_What to do_
Where the string "downstream" appears in a line of the data, show that line.
━━ Excerpted records
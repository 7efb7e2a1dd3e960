//! Error kinds for the streaming writer and scanner.
//!
//! Both error enums are generic over the downstream I/O error type so that
//! callers keep the original [`std::error::Error`] from their sink/source
//! instead of it being erased into a string.

use thiserror::Error;

/// Errors produced by [`crate::Writer`].
///
/// Per the coerce-or-zero philosophy of the scanner, the writer side has no
/// equivalent leniency: a [`WriterError`] always means either the input was
/// not valid UTF-8, or the downstream sink failed.
#[derive(Debug, Error)]
pub enum WriterError<E: std::error::Error + 'static> {
    /// `write_string`/`write_str` was given bytes that are not valid UTF-8.
    #[error("invalid utf-8 in writer input")]
    InvalidUtf8,
    /// The downstream sink returned an error while flushing.
    #[error("sink error: {0}")]
    Sink(#[from] E),
}

impl<E: std::error::Error + PartialEq + 'static> PartialEq for WriterError<E> {
    fn eq(&self, other: &Self) -> bool {
        match (self, other) {
            (Self::InvalidUtf8, Self::InvalidUtf8) => true,
            (Self::Sink(a), Self::Sink(b)) => a == b,
            _ => false,
        }
    }
}

/// Errors produced by [`crate::Scanner`].
///
/// Type-mismatch between a scalar token and a requested typed reader is
/// deliberately **not** represented here: the typed readers coerce to zero
/// per `spec.md` §4.2.4 rather than erroring.
#[derive(Debug, Error)]
pub enum ScanError<E: std::error::Error + 'static> {
    /// The source was exhausted while the scanner expected another token.
    #[error("end of input")]
    EndOfInput,
    /// A malformed token: bad escape, invalid `\u` digits, unterminated
    /// string, invalid number syntax, or an unrecognized literal.
    #[error("{reason} at character {position}")]
    Lex {
        reason: &'static str,
        position: usize,
    },
    /// A structural mismatch while decoding an object or array.
    #[error("expected {expected}, found {got} at character {position}")]
    UnexpectedToken {
        expected: &'static str,
        got: &'static str,
        position: usize,
    },
    /// The byte source produced a sequence that is not valid UTF-8.
    #[error("invalid utf-8 in input")]
    InvalidUtf8,
    /// The downstream source returned an error while refilling.
    #[error("source error: {0}")]
    Source(#[from] E),
}

impl<E: std::error::Error + PartialEq + 'static> PartialEq for ScanError<E> {
    fn eq(&self, other: &Self) -> bool {
        match (self, other) {
            (Self::EndOfInput, Self::EndOfInput) | (Self::InvalidUtf8, Self::InvalidUtf8) => true,
            (
                Self::Lex {
                    reason: r1,
                    position: p1,
                },
                Self::Lex {
                    reason: r2,
                    position: p2,
                },
            ) => r1 == r2 && p1 == p2,
            (
                Self::UnexpectedToken {
                    expected: e1,
                    got: g1,
                    position: p1,
                },
                Self::UnexpectedToken {
                    expected: e2,
                    got: g2,
                    position: p2,
                },
            ) => e1 == e2 && g1 == g2 && p1 == p2,
            (Self::Source(a), Self::Source(b)) => a == b,
            _ => false,
        }
    }
}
━━━━
_Your solution_
//! Both error enums are generic over the downstream I/O error type so that
/// not valid UTF-8, or the downstream sink failed.
    /// The downstream sink returned an error while flushing.
    /// The downstream source returned an error while refilling.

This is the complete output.